Topical anaesthetic cream, gel or patch

  • Use creams, gels or patches to numb the skin where the vaccine will be injected.
  • In Canada, you can buy topical anaesthetics to reduce the pain from needles without a prescription: EMLA™ (lidocaine-prilocaine), Ametop™ (tetracaine), or Maxilene™ (lidocaine).
  • Apply to your upper arm before immunization.
  • Ask your health care provider about correct placement of the product.
  • These products take 30-60 minutes to numb the skin.
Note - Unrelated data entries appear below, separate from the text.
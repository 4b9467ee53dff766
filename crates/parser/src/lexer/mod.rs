//! Lexer for the bootstrap subset of Oz.

mod preprocess;
mod token;

pub use preprocess::preprocess;
pub use token::{Token, KEYWORDS};

use std::sync::Arc;

use logos::Logos;

use crate::ast::Pos;
use crate::error::Diagnostic;

pub fn is_keyword(name: &str) -> bool {
    KEYWORDS.contains(&name)
}

/// Byte offset to line/column translation.
struct LineIndex {
    line_starts: Vec<usize>,
}

impl LineIndex {
    fn new(source: &str) -> Self {
        let mut line_starts = vec![0];
        for (offset, byte) in source.bytes().enumerate() {
            if byte == b'\n' {
                line_starts.push(offset + 1);
            }
        }
        LineIndex { line_starts }
    }

    fn pos_at(&self, source: &str, offset: usize, file: &Arc<str>) -> Pos {
        let line = match self.line_starts.binary_search(&offset) {
            Ok(index) => index,
            Err(index) => index - 1,
        };
        let start = self.line_starts[line];
        let column = source[start..offset].chars().count();
        Pos::new(file.clone(), line as u32 + 1, column as u32 + 1)
    }
}

/// Tokenize a whole (preprocessed) source buffer.
pub fn tokenize(source: &str, file: &Arc<str>) -> Result<Vec<(Token, Pos)>, Diagnostic> {
    let index = LineIndex::new(source);
    let mut tokens = Vec::new();
    let mut lexer = Token::lexer(source);

    while let Some(result) = lexer.next() {
        let pos = index.pos_at(source, lexer.span().start, file);
        match result {
            Ok(token) => tokens.push((token, pos)),
            Err(()) => {
                return Err(Diagnostic::new(
                    format!("unrecognized character sequence '{}'", lexer.slice()),
                    pos,
                ));
            }
        }
    }

    Ok(tokens)
}

#[cfg(test)]
mod tests {
    use super::*;

    fn lex(source: &str) -> Vec<Token> {
        let file: Arc<str> = Arc::from("T.oz");
        tokenize(source, &file)
            .unwrap()
            .into_iter()
            .map(|(token, _)| token)
            .collect()
    }

    #[test]
    fn test_keywords_and_identifiers() {
        assert_eq!(
            lex("local Xa in foo end"),
            vec![
                Token::Local,
                Token::Variable("Xa".into()),
                Token::In,
                Token::Atom("foo".into()),
                Token::End,
            ]
        );
    }

    #[test]
    fn test_quoted_atoms() {
        assert_eq!(
            lex(r"'Foo' 'a b' 'don\'t'"),
            vec![
                Token::QuotedAtom("Foo".into()),
                Token::QuotedAtom("a b".into()),
                Token::QuotedAtom("don't".into()),
            ]
        );
    }

    #[test]
    fn test_numbers() {
        assert_eq!(
            lex("42 3.14"),
            vec![Token::Int(42), Token::Float(3.14)]
        );
    }

    #[test]
    fn test_operators_longest_match() {
        assert_eq!(
            lex("== =< = .. . ... []"),
            vec![
                Token::EqEq,
                Token::Le,
                Token::Eq,
                Token::DotDot,
                Token::Dot,
                Token::Ellipsis,
                Token::ChoiceSep,
            ]
        );
    }

    #[test]
    fn test_comments_are_skipped() {
        assert_eq!(
            lex("a % line comment\n/* block\ncomment */ b"),
            vec![Token::Atom("a".into()), Token::Atom("b".into())]
        );
    }

    #[test]
    fn test_positions() {
        let file: Arc<str> = Arc::from("T.oz");
        let tokens = tokenize("ab\n  cd", &file).unwrap();
        assert_eq!(tokens[0].1.line, 1);
        assert_eq!(tokens[0].1.column, 1);
        assert_eq!(tokens[1].1.line, 2);
        assert_eq!(tokens[1].1.column, 3);
    }

    #[test]
    fn test_bad_character() {
        let file: Arc<str> = Arc::from("T.oz");
        assert!(tokenize("a ? b", &file).is_err());
    }
}
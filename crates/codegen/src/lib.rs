//! # ozboot codegen
//!
//! The backend of the bootstrap compiler. It consumes a flattened
//! [`ozboot_parser::Program`], generates one register-based code area per
//! abstraction and serializes the result as C++ source that, compiled
//! against the VM runtime, reconstructs the program in memory.

pub mod bytecode;
pub mod emit;
pub mod error;

pub use bytecode::{CodeArea, ConstantKey, OpCode, RecordArity, Register};
pub use emit::{compile, emit_program, CodeStore, EmitConfig, Entry};
pub use error::{CodegenError, CodegenResult};
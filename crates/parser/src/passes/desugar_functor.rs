//! Functor lowering.
//!
//! A functor becomes a two-argument procedure: it receives the import
//! record, binds each imported module variable from the record by feature,
//! runs the prepare and define sections, and binds its second argument to
//! the export record. `require`/`prepare` run together with
//! `import`/`define` here, since the bootstrap applies every functor exactly
//! once.

use crate::ast::walk::walk_expr;
use crate::ast::*;
use crate::symtab::Program;

use super::Pass;

pub struct DesugarFunctor;

impl Pass for DesugarFunctor {
    fn name(&self) -> &'static str {
        "desugar-functor"
    }

    fn run(&mut self, program: &mut Program) {
        if let Some(code) = program.raw_code.take() {
            let mut rewriter = Rewriter { program: &mut *program };
            let code = rewriter.transform_stmt(code);
            program.raw_code = Some(code);
        }
    }
}

struct Rewriter<'p> {
    program: &'p mut Program,
}

impl Rewriter<'_> {
    fn lower(&mut self, functor: FunctorExpr) -> Expression {
        let abs = match functor.abs {
            Some(abs) => abs,
            None => {
                self.program.report(
                    "internal: functor was not placed by the namer",
                    functor.pos.clone(),
                );
                return Expression::Functor(functor);
            }
        };
        let pos = functor.pos;

        let import_record = self.program.new_synthetic_formal(abs);
        let export_record = self.program.new_synthetic_formal(abs);

        let mut import_symbols = Vec::new();
        let mut body = Vec::new();
        for import in functor.requires.into_iter().chain(functor.imports) {
            let symbol = match import.var.as_variable() {
                Some(symbol) => symbol,
                None => {
                    self.program.report(
                        "internal: unresolved functor import",
                        import.pos.clone(),
                    );
                    continue;
                }
            };
            import_symbols.push(symbol);
            body.push(build::bind(
                build::var(symbol, import.pos.clone()),
                build::dot(
                    build::var(import_record, import.pos.clone()),
                    build::atom(import.name, import.pos.clone()),
                    import.pos.clone(),
                ),
                import.pos,
            ));
        }

        if let Some(prepare) = functor.prepare {
            body.push(*prepare);
        }
        if let Some(define) = functor.define {
            body.push(*define);
        }

        let fields = functor
            .exports
            .into_iter()
            .map(|export| {
                (
                    build::constant(export.feature, export.pos.clone()),
                    export.value,
                )
            })
            .collect();
        body.push(build::bind(
            build::var(export_record, pos.clone()),
            build::record(build::atom("export", pos.clone()), fields, pos.clone()),
            pos.clone(),
        ));

        let body = Statement::seq(body, pos.clone());
        let body = if import_symbols.is_empty() {
            body
        } else {
            build::local(import_symbols, body, pos.clone())
        };

        Expression::Proc(ProcExpr {
            name: functor.name,
            formals: vec![
                build::var(import_record, pos.clone()),
                build::var(export_record, pos.clone()),
            ],
            body: Box::new(body),
            abs: Some(abs),
            pos,
        })
    }
}

impl Transformer for Rewriter<'_> {
    fn transform_expr(&mut self, expr: Expression) -> Expression {
        // Children first, so nested functors are already lowered.
        let expr = walk_expr(self, expr);
        match expr {
            Expression::Functor(functor) => self.lower(functor),
            other => other,
        }
    }
}
//! Structure-preserving tree rewriting.
//!
//! A pass implements [`Transformer`] and overrides the node kinds it cares
//! about; everything else is reconstructed from its rewritten children with
//! the original position by the `walk_*` functions. Nodes are consumed and
//! rebuilt, never mutated in place.

use super::expr::*;
use super::pattern::*;
use super::stmt::*;

pub trait Transformer {
    fn transform_stmt(&mut self, stmt: Statement) -> Statement {
        walk_stmt(self, stmt)
    }

    fn transform_expr(&mut self, expr: Expression) -> Expression {
        walk_expr(self, expr)
    }

    fn transform_pattern(&mut self, pattern: Pattern) -> Pattern {
        walk_pattern(self, pattern)
    }
}

pub fn walk_stmt<T: Transformer + ?Sized>(t: &mut T, stmt: Statement) -> Statement {
    match stmt {
        Statement::Compound(s) => Statement::Compound(CompoundStatement {
            statements: s
                .statements
                .into_iter()
                .map(|child| t.transform_stmt(child))
                .collect(),
            pos: s.pos,
        }),
        Statement::RawLocal(s) => Statement::RawLocal(RawLocalStatement {
            declarations: s
                .declarations
                .into_iter()
                .map(|decl| RawDeclaration {
                    name: decl.name,
                    initializer: decl.initializer.map(|init| t.transform_expr(init)),
                    pos: decl.pos,
                })
                .collect(),
            body: Box::new(t.transform_stmt(*s.body)),
            pos: s.pos,
        }),
        Statement::Local(s) => Statement::Local(LocalStatement {
            declarations: s.declarations,
            body: Box::new(t.transform_stmt(*s.body)),
            pos: s.pos,
        }),
        Statement::Bind(s) => Statement::Bind(BindStatement {
            left: t.transform_expr(s.left),
            right: t.transform_expr(s.right),
            pos: s.pos,
        }),
        Statement::Call(s) => Statement::Call(CallStatement {
            callee: t.transform_expr(s.callee),
            args: s
                .args
                .into_iter()
                .map(|arg| t.transform_expr(arg))
                .collect(),
            pos: s.pos,
        }),
        Statement::If(s) => Statement::If(IfStatement {
            condition: t.transform_expr(s.condition),
            then_body: Box::new(t.transform_stmt(*s.then_body)),
            else_body: Box::new(t.transform_stmt(*s.else_body)),
            pos: s.pos,
        }),
        Statement::Match(s) => Statement::Match(MatchStatement {
            value: t.transform_expr(s.value),
            clauses: s
                .clauses
                .into_iter()
                .map(|clause| MatchClause {
                    pattern: t.transform_pattern(clause.pattern),
                    body: t.transform_stmt(clause.body),
                    pos: clause.pos,
                })
                .collect(),
            else_body: s.else_body.map(|body| Box::new(t.transform_stmt(*body))),
            pos: s.pos,
        }),
        Statement::For(s) => Statement::For(ForStatement {
            var: t.transform_expr(s.var),
            from: t.transform_expr(s.from),
            to: t.transform_expr(s.to),
            body: Box::new(t.transform_stmt(*s.body)),
            pos: s.pos,
        }),
        Statement::Thread(s) => Statement::Thread(ThreadStatement {
            body: Box::new(t.transform_stmt(*s.body)),
            pos: s.pos,
        }),
        Statement::Try(s) => Statement::Try(TryStatement {
            body: Box::new(t.transform_stmt(*s.body)),
            catch_var: t.transform_expr(s.catch_var),
            catch_body: Box::new(t.transform_stmt(*s.catch_body)),
            pos: s.pos,
        }),
        Statement::Raise(s) => Statement::Raise(RaiseStatement {
            value: t.transform_expr(s.value),
            pos: s.pos,
        }),
        Statement::Skip(s) => Statement::Skip(s),
    }
}

pub fn walk_expr<T: Transformer + ?Sized>(t: &mut T, expr: Expression) -> Expression {
    match expr {
        Expression::RawVariable(e) => Expression::RawVariable(e),
        Expression::Variable(e) => Expression::Variable(e),
        Expression::Constant(e) => Expression::Constant(e),
        Expression::Record(e) => Expression::Record(RecordExpr {
            label: Box::new(t.transform_expr(*e.label)),
            fields: e
                .fields
                .into_iter()
                .map(|field| RecordField {
                    feature: field.feature.map(|feature| t.transform_expr(feature)),
                    value: t.transform_expr(field.value),
                })
                .collect(),
            pos: e.pos,
        }),
        Expression::Dot(e) => Expression::Dot(DotExpr {
            record: Box::new(t.transform_expr(*e.record)),
            feature: Box::new(t.transform_expr(*e.feature)),
            pos: e.pos,
        }),
        Expression::BinaryOp(e) => Expression::BinaryOp(BinaryOpExpr {
            left: Box::new(t.transform_expr(*e.left)),
            op: e.op,
            right: Box::new(t.transform_expr(*e.right)),
            pos: e.pos,
        }),
        Expression::UnaryOp(e) => Expression::UnaryOp(UnaryOpExpr {
            op: e.op,
            operand: Box::new(t.transform_expr(*e.operand)),
            pos: e.pos,
        }),
        Expression::Call(e) => Expression::Call(CallExpr {
            callee: Box::new(t.transform_expr(*e.callee)),
            args: e
                .args
                .into_iter()
                .map(|arg| t.transform_expr(arg))
                .collect(),
            pos: e.pos,
        }),
        Expression::If(e) => Expression::If(IfExpr {
            condition: Box::new(t.transform_expr(*e.condition)),
            then_value: Box::new(t.transform_expr(*e.then_value)),
            else_value: Box::new(t.transform_expr(*e.else_value)),
            pos: e.pos,
        }),
        Expression::Match(e) => Expression::Match(MatchExpr {
            value: Box::new(t.transform_expr(*e.value)),
            clauses: e
                .clauses
                .into_iter()
                .map(|clause| MatchExprClause {
                    pattern: t.transform_pattern(clause.pattern),
                    value: t.transform_expr(clause.value),
                    pos: clause.pos,
                })
                .collect(),
            else_value: e.else_value.map(|value| Box::new(t.transform_expr(*value))),
            pos: e.pos,
        }),
        Expression::Proc(e) => Expression::Proc(ProcExpr {
            name: e.name,
            formals: e
                .formals
                .into_iter()
                .map(|formal| t.transform_expr(formal))
                .collect(),
            body: Box::new(t.transform_stmt(*e.body)),
            abs: e.abs,
            pos: e.pos,
        }),
        Expression::Fun(e) => Expression::Fun(FunExpr {
            name: e.name,
            formals: e
                .formals
                .into_iter()
                .map(|formal| t.transform_expr(formal))
                .collect(),
            body: Box::new(t.transform_expr(*e.body)),
            abs: e.abs,
            pos: e.pos,
        }),
        Expression::Functor(e) => Expression::Functor(FunctorExpr {
            name: e.name,
            requires: e
                .requires
                .into_iter()
                .map(|import| walk_functor_import(t, import))
                .collect(),
            prepare: e.prepare.map(|body| Box::new(t.transform_stmt(*body))),
            imports: e
                .imports
                .into_iter()
                .map(|import| walk_functor_import(t, import))
                .collect(),
            define: e.define.map(|body| Box::new(t.transform_stmt(*body))),
            exports: e
                .exports
                .into_iter()
                .map(|export| FunctorExport {
                    feature: export.feature,
                    value: t.transform_expr(export.value),
                    pos: export.pos,
                })
                .collect(),
            abs: e.abs,
            pos: e.pos,
        }),
        Expression::CreateAbstraction(e) => Expression::CreateAbstraction(CreateAbstractionExpr {
            abs: e.abs,
            captured: e
                .captured
                .into_iter()
                .map(|captured| t.transform_expr(captured))
                .collect(),
            pos: e.pos,
        }),
    }
}

fn walk_functor_import<T: Transformer + ?Sized>(t: &mut T, import: FunctorImport) -> FunctorImport {
    FunctorImport {
        var: t.transform_expr(import.var),
        name: import.name,
        url: import.url,
        pos: import.pos,
    }
}

pub fn walk_pattern<T: Transformer + ?Sized>(t: &mut T, pattern: Pattern) -> Pattern {
    match pattern {
        Pattern::Wildcard(p) => Pattern::Wildcard(p),
        Pattern::Capture(p) => Pattern::Capture(p),
        Pattern::Literal(p) => Pattern::Literal(p),
        Pattern::Record(p) => Pattern::Record(RecordPattern {
            label: p.label,
            fields: p
                .fields
                .into_iter()
                .map(|field| PatternField {
                    feature: field.feature,
                    pattern: t.transform_pattern(field.pattern),
                })
                .collect(),
            open: p.open,
            pos: p.pos,
        }),
    }
}
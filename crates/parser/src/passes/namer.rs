//! Name resolution.
//!
//! Replaces `RawVariable` references with resolved `Variable` nodes and
//! `RawLocal` statements with `Local` statements over fresh symbols. Every
//! construct that opens a scope pushes a frame: `local`, procedure and
//! function parameters, `for` and `catch` variables, match-clause patterns,
//! and functor sections. Each `proc`/`fun`/`functor` also allocates its
//! abstraction arena entry here, so every symbol is owned from the moment it
//! is minted.
//!
//! In module and linker mode an otherwise-unbound name listed in the base
//! declarations resolves to a feature access on the base environment.

use std::collections::HashMap;

use crate::ast::walk::{walk_expr, walk_pattern, walk_stmt};
use crate::ast::*;
use crate::symtab::{AbsId, Program, SymbolId};

use super::Pass;

pub struct Namer;

impl Pass for Namer {
    fn name(&self) -> &'static str {
        "namer"
    }

    fn run(&mut self, program: &mut Program) {
        if let Some(code) = program.raw_code.take() {
            let top_level = program.top_level;
            let mut rewriter = Rewriter {
                program: &mut *program,
                scopes: vec![HashMap::new()],
                abs_stack: vec![top_level],
            };
            let code = rewriter.transform_stmt(code);
            program.raw_code = Some(code);
        }
    }
}

struct Rewriter<'p> {
    program: &'p mut Program,
    scopes: Vec<HashMap<String, SymbolId>>,
    abs_stack: Vec<AbsId>,
}

impl Rewriter<'_> {
    fn current_abs(&self) -> AbsId {
        *self.abs_stack.last().expect("abstraction stack is never empty")
    }

    fn push_scope(&mut self) {
        self.scopes.push(HashMap::new());
    }

    fn pop_scope(&mut self) {
        self.scopes.pop();
    }

    fn declare_local(&mut self, name: &str, pos: &Pos) -> SymbolId {
        if self.scopes.last().is_some_and(|frame| frame.contains_key(name)) {
            self.program
                .report(format!("duplicate declaration of {}", name), pos.clone());
        }
        let symbol = self
            .program
            .new_local(self.current_abs(), name, pos.clone());
        self.scopes
            .last_mut()
            .expect("scope stack is never empty")
            .insert(name.to_string(), symbol);
        symbol
    }

    fn declare_formal(&mut self, name: &str, pos: &Pos) -> SymbolId {
        if self.scopes.last().is_some_and(|frame| frame.contains_key(name)) {
            self.program
                .report(format!("duplicate declaration of {}", name), pos.clone());
        }
        let symbol = self
            .program
            .new_formal(self.current_abs(), name, pos.clone());
        self.scopes
            .last_mut()
            .expect("scope stack is never empty")
            .insert(name.to_string(), symbol);
        symbol
    }

    fn resolve(&self, name: &str) -> Option<SymbolId> {
        self.scopes
            .iter()
            .rev()
            .find_map(|frame| frame.get(name).copied())
    }

    fn resolve_or_report(&mut self, name: &str, pos: &Pos) -> Expression {
        if let Some(symbol) = self.resolve(name) {
            return build::var(symbol, pos.clone());
        }
        // Names exported by the base environment resolve as features of it.
        if !self.program.is_base_environment && self.program.base_declarations.contains(name) {
            return build::dot(
                build::var(self.program.base_env_symbol, pos.clone()),
                build::atom(name, pos.clone()),
                pos.clone(),
            );
        }
        self.program
            .report(format!("unresolved variable {}", name), pos.clone());
        let dummy = self.program.new_synthetic(self.current_abs());
        build::var(dummy, pos.clone())
    }

    /// Resolve a formal written as a raw variable, declaring it.
    fn name_formal(&mut self, formal: Expression) -> Expression {
        match formal {
            Expression::RawVariable(raw) => {
                let symbol = self.declare_formal(&raw.name, &raw.pos);
                build::var(symbol, raw.pos)
            }
            other => {
                self.program.report(
                    "procedure parameters must be variables",
                    other.pos().clone(),
                );
                other
            }
        }
    }

    /// Declare a `RawLocal`-style section and return the `Local` statement
    /// replacing it: declarations first, then their initializer bindings,
    /// then the body.
    fn name_declarations(
        &mut self,
        declarations: Vec<RawDeclaration>,
        body: Statement,
        pos: Pos,
    ) -> Statement {
        let mut symbols = Vec::with_capacity(declarations.len());
        for decl in &declarations {
            symbols.push(self.declare_local(&decl.name, &decl.pos));
        }
        // Initializers see all of the declarations (they may be mutually
        // recursive).
        let mut statements = Vec::new();
        for (decl, symbol) in declarations.into_iter().zip(&symbols) {
            if let Some(initializer) = decl.initializer {
                let initializer = self.transform_expr(initializer);
                statements.push(build::bind(
                    build::var(*symbol, decl.pos.clone()),
                    initializer,
                    decl.pos,
                ));
            }
        }
        statements.push(self.transform_stmt(body));
        build::local(symbols, Statement::seq(statements, pos.clone()), pos)
    }

    /// Imported module variables are locals of the functor, bound from the
    /// import record once it is applied.
    fn name_imports(&mut self, imports: Vec<FunctorImport>) -> Vec<FunctorImport> {
        imports
            .into_iter()
            .map(|import| {
                let var = match import.var {
                    Expression::RawVariable(raw) => {
                        let symbol = self.declare_local(&raw.name, &raw.pos);
                        build::var(symbol, raw.pos)
                    }
                    other => other,
                };
                FunctorImport {
                    var,
                    name: import.name,
                    url: import.url,
                    pos: import.pos,
                }
            })
            .collect()
    }

    fn name_functor(&mut self, functor: FunctorExpr) -> Expression {
        let abs = self.program.new_abstraction(
            if functor.name.is_empty() {
                "functor".to_string()
            } else {
                functor.name.clone()
            },
            functor.pos.clone(),
        );
        self.abs_stack.push(abs);
        self.push_scope();

        let requires = self.name_imports(functor.requires);
        let imports = self.name_imports(functor.imports);

        // Declarations of both sections share the functor scope, so the
        // define part sees the prepare part and exports see both.
        let prepare = functor.prepare.map(|section| match *section {
            Statement::RawLocal(raw) => {
                Box::new(self.name_declarations(raw.declarations, *raw.body, raw.pos))
            }
            other => Box::new(self.transform_stmt(other)),
        });
        let define = functor.define.map(|section| match *section {
            Statement::RawLocal(raw) => {
                Box::new(self.name_declarations(raw.declarations, *raw.body, raw.pos))
            }
            other => Box::new(self.transform_stmt(other)),
        });

        let exports = functor
            .exports
            .into_iter()
            .map(|export| FunctorExport {
                feature: export.feature,
                value: self.transform_expr(export.value),
                pos: export.pos,
            })
            .collect();

        self.pop_scope();
        self.abs_stack.pop();

        Expression::Functor(FunctorExpr {
            name: functor.name,
            requires,
            prepare,
            imports,
            define,
            exports,
            abs: Some(abs),
            pos: functor.pos,
        })
    }
}

impl Transformer for Rewriter<'_> {
    fn transform_stmt(&mut self, stmt: Statement) -> Statement {
        match stmt {
            Statement::RawLocal(s) => {
                self.push_scope();
                let named = self.name_declarations(s.declarations, *s.body, s.pos);
                self.pop_scope();
                named
            }
            Statement::For(s) => {
                let from = self.transform_expr(s.from);
                let to = self.transform_expr(s.to);
                self.push_scope();
                let var = match s.var {
                    Expression::RawVariable(raw) => {
                        let symbol = self.declare_local(&raw.name, &raw.pos);
                        build::var(symbol, raw.pos)
                    }
                    other => other,
                };
                let body = self.transform_stmt(*s.body);
                self.pop_scope();
                Statement::For(ForStatement {
                    var,
                    from,
                    to,
                    body: Box::new(body),
                    pos: s.pos,
                })
            }
            Statement::Try(s) => {
                let body = self.transform_stmt(*s.body);
                self.push_scope();
                let catch_var = match s.catch_var {
                    Expression::RawVariable(raw) => {
                        let symbol = self.declare_local(&raw.name, &raw.pos);
                        build::var(symbol, raw.pos)
                    }
                    other => other,
                };
                let catch_body = self.transform_stmt(*s.catch_body);
                self.pop_scope();
                Statement::Try(TryStatement {
                    body: Box::new(body),
                    catch_var,
                    catch_body: Box::new(catch_body),
                    pos: s.pos,
                })
            }
            Statement::Match(s) => {
                let value = self.transform_expr(s.value);
                let clauses = s
                    .clauses
                    .into_iter()
                    .map(|clause| {
                        self.push_scope();
                        let pattern = self.transform_pattern(clause.pattern);
                        let body = self.transform_stmt(clause.body);
                        self.pop_scope();
                        MatchClause {
                            pattern,
                            body,
                            pos: clause.pos,
                        }
                    })
                    .collect();
                let else_body = s.else_body.map(|body| Box::new(self.transform_stmt(*body)));
                Statement::Match(MatchStatement {
                    value,
                    clauses,
                    else_body,
                    pos: s.pos,
                })
            }
            other => walk_stmt(self, other),
        }
    }

    fn transform_expr(&mut self, expr: Expression) -> Expression {
        match expr {
            Expression::RawVariable(raw) => self.resolve_or_report(&raw.name, &raw.pos),
            Expression::Proc(e) => {
                let abs = self.program.new_abstraction(
                    if e.name.is_empty() {
                        "proc".to_string()
                    } else {
                        e.name.clone()
                    },
                    e.pos.clone(),
                );
                self.abs_stack.push(abs);
                self.push_scope();
                let formals = e
                    .formals
                    .into_iter()
                    .map(|formal| self.name_formal(formal))
                    .collect();
                let body = self.transform_stmt(*e.body);
                self.pop_scope();
                self.abs_stack.pop();
                Expression::Proc(ProcExpr {
                    name: e.name,
                    formals,
                    body: Box::new(body),
                    abs: Some(abs),
                    pos: e.pos,
                })
            }
            Expression::Fun(e) => {
                let abs = self.program.new_abstraction(
                    if e.name.is_empty() {
                        "fun".to_string()
                    } else {
                        e.name.clone()
                    },
                    e.pos.clone(),
                );
                self.abs_stack.push(abs);
                self.push_scope();
                let formals = e
                    .formals
                    .into_iter()
                    .map(|formal| self.name_formal(formal))
                    .collect();
                let body = self.transform_expr(*e.body);
                self.pop_scope();
                self.abs_stack.pop();
                Expression::Fun(FunExpr {
                    name: e.name,
                    formals,
                    body: Box::new(body),
                    abs: Some(abs),
                    pos: e.pos,
                })
            }
            Expression::Functor(e) => self.name_functor(e),
            Expression::Match(e) => {
                let value = self.transform_expr(*e.value);
                let clauses = e
                    .clauses
                    .into_iter()
                    .map(|clause| {
                        self.push_scope();
                        let pattern = self.transform_pattern(clause.pattern);
                        let clause_value = self.transform_expr(clause.value);
                        self.pop_scope();
                        MatchExprClause {
                            pattern,
                            value: clause_value,
                            pos: clause.pos,
                        }
                    })
                    .collect();
                let else_value = e.else_value.map(|value| Box::new(self.transform_expr(*value)));
                Expression::Match(MatchExpr {
                    value: Box::new(value),
                    clauses,
                    else_value,
                    pos: e.pos,
                })
            }
            other => walk_expr(self, other),
        }
    }

    fn transform_pattern(&mut self, pattern: Pattern) -> Pattern {
        match pattern {
            Pattern::Capture(p) => {
                let symbol = match p.symbol {
                    Some(symbol) => symbol,
                    None => self.declare_local(&p.name, &p.pos),
                };
                Pattern::Capture(CapturePattern {
                    name: p.name,
                    symbol: Some(symbol),
                    pos: p.pos,
                })
            }
            other => walk_pattern(self, other),
        }
    }
}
Your skin may temporarily appear lighter or redder than normal.

What you can do

Body position

  • Pick the most comfortable position for you.
  • Sit upright or lie down, whichever is the most relaxing for you.
  • Relax your arm. It may help to dangle your arm and then reposition it to ensure that your arm and muscle are completely relaxed.

How you can act

Stay calm

  • Take a few slow, deep breaths to calm yourself.
  • Breathe so your belly expands, not your chest. Breaths should be deep and then slowly exhaled.

Distraction

  • Take your attention away from the pain.
  • Use conversation, music, video, reading, pictures, smartphones, and/or simply look away.